Top 10 Signs of a Happy, Healthy Dog
As a dog mama who adores her pup, you want to ensure he’s happy and healthy! You take care of him by feeding him wholesome food, taking him for regular checkups, and spoiling him to pieces. But, how do you know that your dog is happy and healthy?
Here are the top 10 signs of a happy, healthy dog--see how your pup stacks up!
Your pup is excited to see you! A dog who greets you joyfully when you get home from work (or even just a 30-second trip to the mailbox), is a dog who’s happy to be yours.
When you’re spending a day around the house, your dog can settle and feel calm rather than being amped up or anxious.
Whether it’s a run around the block or chasing a ball in the backyard, a dog who plays is a happy dog. And that goes for all ages and stages! Even dogs who aren’t super into toys or tug, or dogs in their golden years, still have their version of play--an extra wag, a friendly woof, and so on. Whatever counts as play for your pup, wanting to romp is a sign of a happy dog.
A dog who eats and drinks normally with a robust appetite, and then “potties” normally and appropriately (i.e. not in the living room), is a healthy pup. If your pup struggles with appetite, or appropriate or consistent elimination, it might indicate an underlying health issue that’s worth checking in with your vet.
A bright, shiny coat indicates more than just healthy hair--it’s a key indicator of overall health.
We know the jokes about dog breath, but a healthy pup won’t have an offensive odor when he licks your chin. If you smell a stank, schedule an appointment with your vet.
In order to be happy, your pup needs to be at a healthy weight. If you don’t see a tucked waistline, consult with your vet on how many lbs your pup might need to lose. (He may look at you with those sad puppy-dog eyes while dieting, but he’ll thank you in the long run… and, actually, live longer, too!)
Gaze into your pup’s baby blues (or browns or blacks or goldens). Do they look sharp and clear? Great! Hazy or clouded? Unfocused? Give the vet a ring to see what might be affecting his ocular health.
Most of the time. Most dogs get creative now and then, but a dog who’s consistently destructive, barks excessively, or has other nervous behavior is a dog who doesn’t feel happy. Consider a behavior consult if your dog isn’t consistent in his good behavior (most of the time).

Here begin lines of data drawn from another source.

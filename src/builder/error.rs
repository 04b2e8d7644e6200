//! Errors raised while assembling a contract.

use thiserror::Error;

/// Errors that can occur when building configuration or a contract.
#[derive(Debug, Error)]
pub enum BuildError {
    #[error("Manufacturer identity is empty. Call .manufacturer(name) with a non-empty name")]
    EmptyManufacturer,

    #[error("Transition table has no rules. Add at least one rule or use the standard table")]
    NoRules,

    #[error("Invalid configuration: {0}")]
    InvalidConfig(String),
}
//! Shared ledger environment and invocation effects.

use crate::contract::Contract;
use crate::dispatch::Operation;
use crate::error::ContractError;
use crate::ledger::{Ledger, LedgerError};
use std::sync::{Arc, Mutex, MutexGuard};
use stillwater::effect::BoxedEffect;
use stillwater::prelude::*;
use tracing::debug;

/// Ledger shared between concurrent callers.
///
/// Every invocation holds the lock for its whole read-modify-write, so
/// transactions on a shared ledger are serialized.
pub struct SharedLedger<L> {
    inner: Arc<Mutex<L>>,
}

impl<L> Clone for SharedLedger<L> {
    fn clone(&self) -> Self {
        Self {
            inner: Arc::clone(&self.inner),
        }
    }
}

impl<L: Ledger> SharedLedger<L> {
    pub fn new(ledger: L) -> Self {
        Self {
            inner: Arc::new(Mutex::new(ledger)),
        }
    }

    /// Exclusive access to the ledger.
    pub fn lock(&self) -> Result<MutexGuard<'_, L>, LedgerError> {
        self.inner
            .lock()
            .map_err(|_| LedgerError::Unavailable("ledger lock poisoned".to_string()))
    }

    /// Run `f` with exclusive access to the ledger.
    pub fn with<T, E, F>(&self, f: F) -> Result<T, E>
    where
        E: From<LedgerError>,
        F: FnOnce(&mut L) -> Result<T, E>,
    {
        let mut guard = self.lock()?;
        f(&mut guard)
    }
}

/// Effect running `operation` against the environment's ledger.
///
/// # Example
///
/// ```
/// use vlm::contract::Contract;
/// use vlm::dispatch::Operation;
/// use vlm::effects::{invoke, SharedLedger};
/// use vlm::ledger::MemoryLedger;
/// use stillwater::prelude::*;
///
/// # let runtime = tokio::runtime::Builder::new_current_thread().build().unwrap();
/// # runtime.block_on(async {
/// let ledger = SharedLedger::new(MemoryLedger::new());
/// let create = Operation::Create { chassis_no: "CH001".into() };
///
/// let payload = invoke(Contract::default(), create).run(&ledger).await.unwrap();
/// assert!(payload.is_empty());
/// # });
/// ```
pub fn invoke<L>(
    contract: Contract,
    operation: Operation,
) -> BoxedEffect<Vec<u8>, ContractError, SharedLedger<L>>
where
    L: Ledger + Send + 'static,
{
    from_fn(move |env: &SharedLedger<L>| {
        debug!(operation = operation.name(), "running invocation effect");
        env.with(|ledger| contract.execute(ledger, &operation))
    })
    .boxed()
}

/// Effect resolving `function` with `args` before running it.
///
/// Resolution failures surface as the effect's error without touching
/// the ledger.
pub fn invoke_named<L>(
    contract: Contract,
    function: &str,
    args: &[String],
) -> BoxedEffect<Vec<u8>, ContractError, SharedLedger<L>>
where
    L: Ledger + Send + 'static,
{
    match Operation::parse(function, args) {
        Ok(operation) => invoke(contract, operation),
        Err(e) => fail(e).boxed(),
    }
}
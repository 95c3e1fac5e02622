//! Integration tests for jensen-client.
//!
//! These tests drive a full session against the in-memory recorder.

use std::sync::atomic::{AtomicUsize, Ordering};
use std::sync::{Arc, Mutex};
use std::time::Duration;

use async_trait::async_trait;
use bytes::Bytes;
use jensen_client::handler::SettingsUpdate;
use jensen_client::protocol::{encode_frame, Command, Message};
use jensen_client::transport::{MockTransport, TransportError, UsbTransport};
use jensen_client::{
    DeviceModel, DeviceSession, JensenError, Outcome, ProgressSink, TransferProgress,
};

const H1: u16 = 0xAF0C;
const H1E: u16 = 0xAF0D;
const P1: u16 = 0xB00E;

const MODERN_FIRMWARE: u32 = 0x0006_0104;
const LEGACY_FIRMWARE: u32 = 0x0005_0020;

fn info_body(firmware: u32) -> Vec<u8> {
    let mut body = firmware.to_be_bytes().to_vec();
    let mut serial = b"HD-TEST-0001".to_vec();
    serial.resize(16, 0);
    body.extend(serial);
    body
}

fn entry(name: &str, version: u8, length: u32) -> Vec<u8> {
    let mut out = vec![version];
    out.extend_from_slice(&(name.len() as u32).to_be_bytes()[1..]);
    out.extend_from_slice(name.as_bytes());
    out.extend_from_slice(&length.to_be_bytes());
    out.extend_from_slice(&[0; 6]);
    out.extend_from_slice(&[0x5A; 16]);
    out
}

/// Recorder that answers `GetDeviceInfo` and defers everything else to `rest`.
fn recorder<F>(product_id: u16, firmware: u32, rest: F) -> MockTransport
where
    F: Fn(&Message) -> Vec<Vec<u8>> + Send + Sync + 'static,
{
    MockTransport::new(product_id).with_responder(move |m| match m.command() {
        Some(Command::GetDeviceInfo) => vec![MockTransport::reply(m, &info_body(firmware))],
        _ => rest(m),
    })
}

async fn connect(mock: MockTransport) -> (Arc<MockTransport>, DeviceSession) {
    let mock = Arc::new(mock);
    let session = DeviceSession::builder()
        .command_timeout(Duration::from_millis(500))
        .connect(mock.clone())
        .await
        .unwrap();
    (mock, session)
}

fn recording_sink() -> (ProgressSink, Arc<Mutex<Vec<TransferProgress>>>) {
    let events = Arc::new(Mutex::new(Vec::new()));
    let captured = events.clone();
    let sink: ProgressSink = Box::new(move |p| captured.lock().unwrap().push(p));
    (sink, events)
}

async fn commands(mock: &MockTransport) -> Vec<Option<Command>> {
    mock.written().await.iter().map(Message::command).collect()
}
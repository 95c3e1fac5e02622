//! Codec module - helpers for the fixed binary body layouts.
//!
//! - [`Bcd`] - packed binary-coded decimal, used for device timestamps
//! - [`BodyReader`] - bounds-checked Big Endian cursor over a response body
//!
//! # Design
//!
//! Codecs are marker structs with static methods rather than trait objects.
//! Decoders never index a body directly; every read goes through
//! [`BodyReader`], which returns `None` instead of panicking on short input.
//!
//! # Example
//!
//! ```
//! use jensen_client::codec::{Bcd, BodyReader};
//!
//! assert_eq!(Bcd::encode_digits("2024").unwrap(), vec![0x20, 0x24]);
//!
//! let mut reader = BodyReader::new(&[0x00, 0x00, 0x01, 0x00]);
//! assert_eq!(reader.u32_be(), Some(256));
//! assert_eq!(reader.u8(), None);
//! ```

mod bcd;
mod reader;

pub use bcd::Bcd;
pub use reader::BodyReader;
pub(crate) use reader::device_text;
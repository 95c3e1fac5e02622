//! Protocol engine task.
//!
//! One task owns every piece of mutable protocol state: the command queue,
//! the in-flight slot, the receive assembler and the handler registry.
//! Callers talk to it through [`EngineHandle`]; a separate reader task keeps
//! a bulk read outstanding at all times and forwards what it gets.
//!
//! # Architecture
//!
//! ```text
//! caller ─┐                                  ┌─► transport.write (OUT)
//! caller ─┼─► mpsc<EngineRequest> ─► Engine ─┤
//! caller ─┘                            ▲     └─► oneshot per operation
//!                                      │
//! transport.read (IN) ─► reader task ──┘ mpsc<ReadEvent>
//! ```

use std::sync::Arc;

use bytes::Bytes;
use tokio::sync::{mpsc, oneshot};
use tokio::task::JoinHandle;
use tokio::time::{sleep_until, Instant};

use crate::assembler::ReceiveAssembler;
use crate::config::SessionConfig;
use crate::error::{JensenError, Result};
use crate::handler::{HandlerRegistry, Response, ResponseKind, Step};
use crate::protocol::{encode_frame, Command, Message};
use crate::queue::{CommandQueue, Completion, OperationRequest, Resolution};
use crate::transport::{TransportError, UsbTransport};

/// Capacity of the reader → engine channel.
const READ_CHANNEL_CAPACITY: usize = 64;

/// Why the engine is stopping.
#[derive(Debug, Clone, PartialEq, Eq)]
pub(crate) enum ShutdownReason {
    /// Caller closed the session.
    Closed,
    /// The transport failed or went away.
    Transport(TransportError),
}

impl ShutdownReason {
    fn error(&self) -> JensenError {
        match self {
            ShutdownReason::Closed => JensenError::Cancelled,
            ShutdownReason::Transport(err) => JensenError::Transport(err.clone()),
        }
    }
}

pub(crate) enum EngineRequest {
    Submit {
        request: OperationRequest,
        completion: Completion,
    },
    Shutdown {
        reason: ShutdownReason,
        done: oneshot::Sender<()>,
    },
}

enum ReadEvent {
    Data(Bytes),
    Failed(TransportError),
}

/// Cloneable sender side of the engine.
#[derive(Clone)]
pub(crate) struct EngineHandle {
    tx: mpsc::Sender<EngineRequest>,
}

impl EngineHandle {
    /// Queue an operation and wait for it. `Ok(None)` is a timeout.
    pub async fn submit(&self, request: OperationRequest) -> Result<Option<Response>> {
        let (completion, rx) = oneshot::channel();
        if let Err(mpsc::error::SendError(rejected)) = self
            .tx
            .send(EngineRequest::Submit {
                request,
                completion,
            })
            .await
        {
            if let EngineRequest::Submit { mut request, .. } = rejected {
                if let ResponseKind::Transfer(transfer) = &mut request.kind {
                    transfer.fail("connection closed");
                }
            }
            return Err(JensenError::ConnectionClosed);
        }
        rx.await.map_err(|_| JensenError::ConnectionClosed)?
    }

    /// Stop the engine and wait until every operation has been resolved.
    pub async fn shutdown(&self, reason: ShutdownReason) {
        let (done, rx) = oneshot::channel();
        if self
            .tx
            .send(EngineRequest::Shutdown { reason, done })
            .await
            .is_ok()
        {
            let _ = rx.await;
        }
    }

    /// Whether the engine has stopped accepting requests.
    pub fn is_closed(&self) -> bool {
        self.tx.is_closed()
    }
}

/// Start the reader and engine tasks over an opened transport.
pub(crate) fn spawn_engine(
    transport: Arc<dyn UsbTransport>,
    config: &SessionConfig,
) -> EngineHandle {
    let (engine, handle) = Engine::start(transport, config);
    tokio::spawn(engine.run());
    handle
}

/// Re-issue a read as soon as the previous one completes.
async fn read_loop(
    transport: Arc<dyn UsbTransport>,
    endpoint: u8,
    read_size: usize,
    tx: mpsc::Sender<ReadEvent>,
) {
    loop {
        let event = match transport.read(endpoint, read_size).await {
            Ok(data) if data.is_empty() => {
                tokio::task::yield_now().await;
                continue;
            }
            Ok(data) => ReadEvent::Data(data),
            Err(err) => ReadEvent::Failed(err),
        };
        let failed = matches!(event, ReadEvent::Failed(_));
        if tx.send(event).await.is_err() || failed {
            return;
        }
    }
}

struct Engine {
    transport: Arc<dyn UsbTransport>,
    out_endpoint: u8,
    queue: CommandQueue,
    registry: HandlerRegistry,
    assembler: ReceiveAssembler,
    requests: mpsc::Receiver<EngineRequest>,
    reads: mpsc::Receiver<ReadEvent>,
    reader: JoinHandle<()>,
}

impl Engine {
    /// Build the engine and start its reader task.
    fn start(transport: Arc<dyn UsbTransport>, config: &SessionConfig) -> (Self, EngineHandle) {
        let (tx, requests) = mpsc::channel(config.channel_capacity);
        let (read_tx, reads) = mpsc::channel(READ_CHANNEL_CAPACITY);

        let reader = tokio::spawn(read_loop(
            transport.clone(),
            config.in_endpoint,
            config.read_size,
            read_tx,
        ));

        let engine = Engine {
            transport,
            out_endpoint: config.out_endpoint,
            queue: CommandQueue::new(),
            registry: HandlerRegistry::new(),
            assembler: ReceiveAssembler::new(config.quiet_period(), config.max_body_length),
            requests,
            reads,
            reader,
        };
        (engine, EngineHandle { tx })
    }

    async fn run(mut self) {
        loop {
            let deadline = self.queue.timeout_deadline();

            tokio::select! {
                request = self.requests.recv() => match request {
                    Some(EngineRequest::Submit { request, completion }) => {
                        let sequence = self.queue.enqueue(request, completion, Instant::now());
                        tracing::trace!(sequence, queued = self.queue.len(), "Operation enqueued");
                        self.pump().await;
                    }
                    Some(EngineRequest::Shutdown { reason, done }) => {
                        self.shutdown(reason).await;
                        let _ = done.send(());
                        return;
                    }
                    None => {
                        self.shutdown(ShutdownReason::Closed).await;
                        return;
                    }
                },

                event = self.reads.recv() => match event {
                    Some(ReadEvent::Data(data)) => {
                        self.assembler.on_read(&data, Instant::now());
                    }
                    Some(ReadEvent::Failed(err)) => {
                        tracing::warn!("Bulk read failed: {}", err);
                        self.shutdown(ShutdownReason::Transport(err)).await;
                        return;
                    }
                    None => {
                        self.shutdown(ShutdownReason::Transport(TransportError::Disconnected)).await;
                        return;
                    }
                },

                _ = self.assembler.settled(), if self.assembler.is_pending() => {
                    self.dispatch_buffered();
                    self.pump().await;
                }

                _ = sleep_until(deadline.unwrap_or_else(Instant::now)), if deadline.is_some() => {
                    if self.queue.expire_in_flight(Instant::now()) {
                        self.registry.reset();
                    }
                    self.pump().await;
                }
            }
        }
    }

    /// Send queued operations until one is in flight.
    async fn pump(&mut self) {
        while let Some(mut op) = self.queue.pop_ready(Instant::now()) {
            let frame = encode_frame(op.command.id(), op.sequence, &op.body);

            if let Err(err) = self.write_frame(&frame).await {
                tracing::warn!(command = %op.command, "Write failed: {}", err);
                op.resolve(Resolution::Failed(err.into()));
                continue;
            }
            tracing::trace!(command = %op.command, sequence = op.sequence, "Frame sent");

            if let ResponseKind::Transfer(transfer) = &mut op.kind {
                transfer.on_started();
                if op.command == Command::FirmwareUpload {
                    transfer.on_sent(op.body.len() as u64);
                }
            }
            self.queue.set_in_flight(op, Instant::now());
        }
    }

    async fn write_frame(&mut self, frame: &[u8]) -> std::result::Result<(), TransportError> {
        let written = self.transport.write(self.out_endpoint, frame).await?;
        if written < frame.len() {
            return Err(TransportError::ShortWrite {
                written,
                expected: frame.len(),
            });
        }
        Ok(())
    }

    /// The read burst settled: decode and route everything buffered.
    ///
    /// Frames decoded ahead of a sync loss are routed first; the loss then
    /// fails whatever is still in flight.
    fn dispatch_buffered(&mut self) {
        let drained = self.assembler.flush();
        for message in drained.messages {
            self.on_message(message);
        }

        if let Some(err) = drained.error {
            tracing::warn!("Receive buffer discarded: {}", err);
            self.registry.reset();
            self.queue.resolve_in_flight(Resolution::Failed(err));
        }
    }

    fn on_message(&mut self, message: Message) {
        let Some(command) = message.command() else {
            tracing::debug!(id = message.command_id, "Discarding unknown command id");
            return;
        };
        if !self.queue.correlates(message.command_id) {
            tracing::debug!(
                %command,
                sequence = message.sequence,
                "Discarding reply with no matching operation"
            );
            return;
        }
        let Some(op) = self.queue.in_flight_mut() else {
            return;
        };

        match self.registry.decode(command, &message.body, &mut op.kind) {
            Step::Continue => self.queue.touch(Instant::now()),
            Step::Done(Ok(response)) => {
                self.queue.resolve_in_flight(Resolution::Response(response));
            }
            Step::Done(Err(err)) => {
                tracing::debug!(%command, "Operation failed: {}", err);
                self.queue.resolve_in_flight(Resolution::Failed(err));
            }
        }
    }

    /// Resolve every operation, queued or in flight, and stop reading.
    async fn shutdown(&mut self, reason: ShutdownReason) {
        self.reader.abort();
        self.requests.close();

        let cancelled = self.queue.cancel_all(|| reason.error());
        while let Ok(request) = self.requests.try_recv() {
            match request {
                EngineRequest::Submit {
                    mut request,
                    completion,
                } => {
                    if let ResponseKind::Transfer(transfer) = &mut request.kind {
                        transfer.fail(reason.error().to_string());
                    }
                    let _ = completion.send(Err(reason.error()));
                }
                EngineRequest::Shutdown { done, .. } => {
                    let _ = done.send(());
                }
            }
        }
        self.registry.reset();
        self.assembler.reset();

        if let Err(err) = self.transport.close().await {
            tracing::debug!("Transport close failed: {}", err);
        }
        tracing::debug!(cancelled, ?reason, "Engine stopped");
    }
}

You and your pup are on the same page. He gets you. You get him. It’s hard to quantify, but you know it’s there. A bonded dog is a happy, healthy dog!
How many did your dog check off the list? Don’t worry if you didn’t get ‘em all! Each of the 10 points can be improved upon with a little professional help, time, love and dedication - and that work together will solidify your bond!